Le président du Conseil départemental, André Accary, avait déjà été reçu par Emmanuel Macron, en février 2020, pour la grande conférence sur le handicap. Photo Info-Chalon.
Le président du Conseil départemental, André Accary, avait déjà été reçu par Emmanuel Macron, en février 2020, pour la grande conférence sur le handicap. Photo Info-Chalon.

Dans ce rapport on apprend notamment que, contrairement aux idées reçues, tous les pompiers ne sont pas systématiquement formés à la lutte contre les feux de forêts. Et ce, pour la simple raison que certains départements français n’avaient, jusqu’ici, jamais été touchés.

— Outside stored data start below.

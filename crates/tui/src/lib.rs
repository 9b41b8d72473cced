mod app;
mod async_ops;
mod config;
mod live;
mod theme;
mod ui;
mod views;

#[cfg(test)]
mod testing;

use anyhow::{Context, Result};
use app::App;
use crossterm::{
    ExecutableCommand,
    event::{self, DisableMouseCapture, EnableMouseCapture, Event, KeyEventKind},
    terminal::{EnterAlternateScreen, LeaveAlternateScreen, disable_raw_mode, enable_raw_mode},
};
use ratatui::prelude::*;
use sessionlens_api_client::{ApiClient, SessionBackend};
use std::io::stdout;
use std::path::PathBuf;
use std::time::{Duration, Instant};
use tracing::{debug, info, warn};

pub use config::{CONFIG_DIR_ENV, log_dir, resolve_config_dir};

/// Disables mouse capture (terminal-native text selection keeps working).
pub const NO_MOUSE_ENV: &str = "SESSIONLENS_NO_MOUSE";

#[derive(Debug, Clone, Default)]
pub struct RunOptions {
    pub config_dir: Option<PathBuf>,
    /// Server URL, overriding the config file.
    pub server: Option<String>,
    pub api_key: Option<String>,
    /// Session to open right after startup.
    pub session: Option<String>,
    pub newest_first: bool,
}

/// Launch the viewer.
pub fn run(options: RunOptions) -> Result<()> {
    let config_dir = config::resolve_config_dir(options.config_dir.as_deref())?;
    let mut viewer_config = config::load_config(&config_dir);
    if !config_dir.join(config::CONFIG_FILE_NAME).exists() {
        // Leave an editable copy of the defaults behind.
        if let Err(err) = config::save_config(&config_dir, &viewer_config) {
            warn!("{err:#}");
        }
    }
    config::apply_overrides(&mut viewer_config, &options);

    let mut client = ApiClient::new(
        &viewer_config.server.url,
        Duration::from_secs(viewer_config.server.timeout_secs.max(1)),
    )
    .context("Failed to build API client")?;
    if !viewer_config.server.api_key.is_empty() {
        client.set_auth(viewer_config.server.api_key.clone());
    }

    let mut app = App::new(&viewer_config);
    app.startup(options.session.clone());
    info!(server = %viewer_config.server.url, "starting viewer");

    let frame_interval = Duration::from_millis(viewer_config.viewer.frame_interval_ms.max(1));
    let mouse_capture_enabled = !env_flag_enabled(NO_MOUSE_ENV);
    let rt = tokio::runtime::Runtime::new()?;

    // Terminal setup
    enable_raw_mode()?;
    stdout().execute(EnterAlternateScreen)?;
    if mouse_capture_enabled {
        stdout().execute(EnableMouseCapture)?;
    }
    let backend = CrosstermBackend::new(stdout());
    let mut terminal = Terminal::new(backend)?;

    let result = event_loop(
        &mut terminal,
        &mut app,
        &client,
        &rt,
        frame_interval,
        mouse_capture_enabled,
    );

    // Restore terminal
    disable_raw_mode()?;
    if mouse_capture_enabled {
        stdout().execute(DisableMouseCapture)?;
    }
    stdout().execute(LeaveAlternateScreen)?;

    info!("viewer closed");
    result
}

fn event_loop<B: SessionBackend>(
    terminal: &mut Terminal<CrosstermBackend<std::io::Stdout>>,
    app: &mut App,
    backend: &B,
    rt: &tokio::runtime::Runtime,
    frame_interval: Duration,
    mouse_capture_enabled: bool,
) -> Result<()> {
    loop {
        // ── Handle pending async commands ─────────────────────────────
        while let Some(cmd) = app.pending_commands.pop_front() {
            debug!(?cmd, "executing");
            let result = rt.block_on(async_ops::execute(cmd, backend));
            app.apply_command_result(result);
        }

        app.tick(Instant::now());
        terminal.draw(|frame| ui::render(frame, app))?;

        // Wait up to one frame for input, then drain whatever else queued up
        // so a burst of wheel events lands in a single frame.
        let mut timeout = frame_interval;
        while event::poll(timeout)? {
            timeout = Duration::ZERO;
            match event::read()? {
                Event::Key(key) => {
                    if key.kind != KeyEventKind::Press {
                        continue;
                    }
                    if app.handle_key(key.code) {
                        return Ok(());
                    }
                }
                Event::Mouse(mouse) => {
                    if !mouse_capture_enabled {
                        continue;
                    }
                    if app.handle_mouse(mouse) {
                        return Ok(());
                    }
                }
                _ => {}
            }
        }
    }
}

fn env_flag_enabled(name: &str) -> bool {
    flag_value_enabled(std::env::var(name).ok().as_deref())
}

fn flag_value_enabled(value: Option<&str>) -> bool {
    value
        .map(|value| {
            let normalized = value.trim().to_ascii_lowercase();
            matches!(normalized.as_str(), "1" | "true" | "yes" | "on")
        })
        .unwrap_or(false)
}
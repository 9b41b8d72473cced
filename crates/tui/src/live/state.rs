/// Whether the detail view sticks to the newest messages of a live session.
#[derive(Debug, Clone)]
pub struct FollowTailState {
    pub is_following: bool,
    pub detached_by_user: bool,
    pub was_near_tail_before_update: bool,
}

impl Default for FollowTailState {
    fn default() -> Self {
        Self {
            is_following: true,
            detached_by_user: false,
            was_near_tail_before_update: true,
        }
    }
}

impl FollowTailState {
    /// Fresh state for a newly opened session, which starts at the top.
    pub fn reset(&mut self) {
        *self = Self {
            was_near_tail_before_update: false,
            ..Self::default()
        };
    }

    pub fn detach(&mut self) {
        self.is_following = false;
        self.detached_by_user = true;
    }

    pub fn reattach(&mut self) {
        self.is_following = true;
        self.detached_by_user = false;
        self.was_near_tail_before_update = true;
    }

    pub fn mark_before_update(&mut self, near_tail: bool) {
        self.was_near_tail_before_update = near_tail;
    }

    pub fn should_follow_after_update(&self) -> bool {
        self.is_following && !self.detached_by_user && self.was_near_tail_before_update
    }

    pub fn label(&self) -> &'static str {
        if self.should_follow_after_update() {
            "following"
        } else if self.detached_by_user {
            "detached"
        } else {
            "idle"
        }
    }
}

#[cfg(test)]
mod tests {
    use super::FollowTailState;

    #[test]
    fn follow_state_detach_and_reattach_roundtrip() {
        let mut state = FollowTailState::default();
        assert!(state.should_follow_after_update());

        state.detach();
        state.mark_before_update(true);
        assert!(!state.should_follow_after_update());

        state.reattach();
        assert!(state.should_follow_after_update());
    }

    #[test]
    fn reset_session_only_follows_once_at_tail() {
        let mut state = FollowTailState::default();
        state.reset();
        assert!(!state.should_follow_after_update());
        assert_eq!(state.label(), "idle");

        state.mark_before_update(true);
        assert!(state.should_follow_after_update());
    }
}
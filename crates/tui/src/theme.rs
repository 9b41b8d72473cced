use ratatui::prelude::*;
use ratatui::widgets::{Block, BorderType, Padding};
use sessionlens_core::Role;

pub struct Theme;

impl Theme {
    // ── Background ───────────────────────────────────────────────────
    pub const BG_SURFACE: Color = Color::Rgb(30, 35, 50);
    pub const BG_SELECTED: Color = Color::Rgb(40, 48, 68);

    // ── Border ───────────────────────────────────────────────────────
    pub const BORDER_DIM: Color = Color::DarkGray;
    pub const BORDER_NORMAL: Color = Color::Rgb(60, 65, 80);
    pub const BORDER_ACCENT: Color = Color::Rgb(100, 180, 240);

    // ── Text hierarchy ───────────────────────────────────────────────
    pub const TEXT_PRIMARY: Color = Color::White;
    pub const TEXT_SECONDARY: Color = Color::Rgb(140, 145, 160);
    pub const TEXT_MUTED: Color = Color::Rgb(80, 85, 100);
    pub const TEXT_CONTENT: Color = Color::Rgb(170, 175, 190);

    // ── Key style (for footer hints) ─────────────────────────────────
    pub const TEXT_KEY: Color = Color::Rgb(140, 145, 160);
    pub const TEXT_KEY_DESC: Color = Color::DarkGray;

    // ── Accent ───────────────────────────────────────────────────────
    pub const ACCENT_BLUE: Color = Color::Rgb(100, 180, 240);
    pub const ACCENT_GREEN: Color = Color::Rgb(80, 200, 120);
    pub const ACCENT_RED: Color = Color::Rgb(220, 80, 80);
    pub const ACCENT_YELLOW: Color = Color::Rgb(220, 180, 60);
    pub const ACCENT_PURPLE: Color = Color::Rgb(180, 140, 220);
    pub const ACCENT_ORANGE: Color = Color::Rgb(217, 119, 80);

    // ── Role colors ──────────────────────────────────────────────────
    pub const ROLE_USER: Color = Color::Rgb(80, 180, 100);
    pub const ROLE_AGENT: Color = Color::Rgb(100, 140, 220);
    pub const ROLE_SYSTEM: Color = Color::Gray;
    pub const ROLE_TOOL: Color = Color::Rgb(180, 140, 80);

    // ── Minimap ──────────────────────────────────────────────────────
    pub const MINIMAP_BG: Color = Color::Rgb(22, 25, 34);
    pub const MINIMAP_INDICATOR: Color = Color::Rgb(220, 180, 60);

    // ── Search ───────────────────────────────────────────────────────
    pub const MARK_FG: Color = Color::Black;
    pub const MARK_BG: Color = Color::Rgb(220, 180, 60);

    // ── Padding ──────────────────────────────────────────────────────
    pub const PADDING_CARD: Padding = Padding::new(2, 2, 1, 1);

    // ── Block helpers ────────────────────────────────────────────────

    pub fn block() -> Block<'static> {
        Block::bordered()
            .border_type(BorderType::Rounded)
            .border_style(Style::new().fg(Self::BORDER_NORMAL))
    }

    pub fn block_dim() -> Block<'static> {
        Block::bordered()
            .border_type(BorderType::Rounded)
            .border_style(Style::new().fg(Self::BORDER_DIM))
    }

    pub fn block_accent() -> Block<'static> {
        Block::bordered()
            .border_type(BorderType::Rounded)
            .border_style(Style::new().fg(Self::BORDER_ACCENT))
    }
}

// ── Role color / badge ────────────────────────────────────────────────

pub fn role_color(role: Role) -> Color {
    match role {
        Role::User => Theme::ROLE_USER,
        Role::Agent => Theme::ROLE_AGENT,
        Role::System => Theme::ROLE_SYSTEM,
        Role::Tool => Theme::ROLE_TOOL,
    }
}

pub fn role_badge(role: Role) -> &'static str {
    match role {
        Role::User => " USER ",
        Role::Agent => " AGENT ",
        Role::System => " SYS ",
        Role::Tool => " TOOL ",
    }
}

// ── Agent icon / color ───────────────────────────────────────────────

pub fn agent_icon(agent: &str) -> &'static str {
    match agent {
        "claude" | "claude-code" => " CC ",
        "codex" => " Cx ",
        "opencode" => " Oc ",
        "cline" => " Cl ",
        "amp" => " Ap ",
        "cursor" => " Cr ",
        _ => " ?? ",
    }
}

pub fn agent_color(agent: &str) -> Color {
    match agent {
        "claude" | "claude-code" => Color::Rgb(217, 119, 80),
        "codex" => Color::Rgb(16, 185, 129),
        "opencode" => Color::Rgb(245, 158, 11),
        "cline" => Color::Rgb(239, 68, 68),
        "amp" => Color::Rgb(168, 85, 247),
        "cursor" => Color::Rgb(80, 180, 220),
        _ => Color::White,
    }
}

Le changement climatique et ses impacts, en termes de sécheresse notamment, change la donne. « Depuis quelques années, on forme tous les pompiers à la lutte contre les feux de forêt. En Saône-et-Loire, en trois ans, nous avons formé 500 pompiers », souligne André Accary. Rappelons que le Service départemental d’incendie et secours de Saône-et-Loire (SDIS 71) comptait, fin 2021, 2.864 pompiers volontaires et professionnels assistés de 83 personnels administratifs et techniques, répartis dans 61 casernes. Le département compte plus de 200.000 hectares de forêts, mais le nombre de pompiers volontaires ne cesse de reculer. En cause, selon André Accary, le manque de motivation qui serait dû à l’éparpillement des tâches aujourd’hui attribuées aux pompiers. « Ces volontaires sont souvent sollicités pour des missions qui ne sont pas les leurs, en priorité, à savoir les incendies et les accidents. Nous devons réattribuer aux pompiers leurs tâches primordiales et ainsi leur redonner la motivation qui semble aujourd’hui faire défaut ». Une campagne de communication a été lancée en ce sens sur l’ensemble du territoire national car les besoins sont là, en témoigne le triste exemple des feux qui ont touché le Jura cet été. « Le Jura a bénéficié de renforts d’autres départements, qui sont venus immédiatement ». Étant donnée l’envergure de l’incendie, il n’était pas possible pour les Jurassiens de lutter avec leurs seuls et uniques moyens. André Accary reconnaît par ailleurs qu’au mois de juillet, « nous n’avons pas été loin de la rupture » en termes de moyens humains. D’autant plus que le SDIS du Jura s’est justement plaint de ne pas avoir de personnes formées pour affronter ces incendies.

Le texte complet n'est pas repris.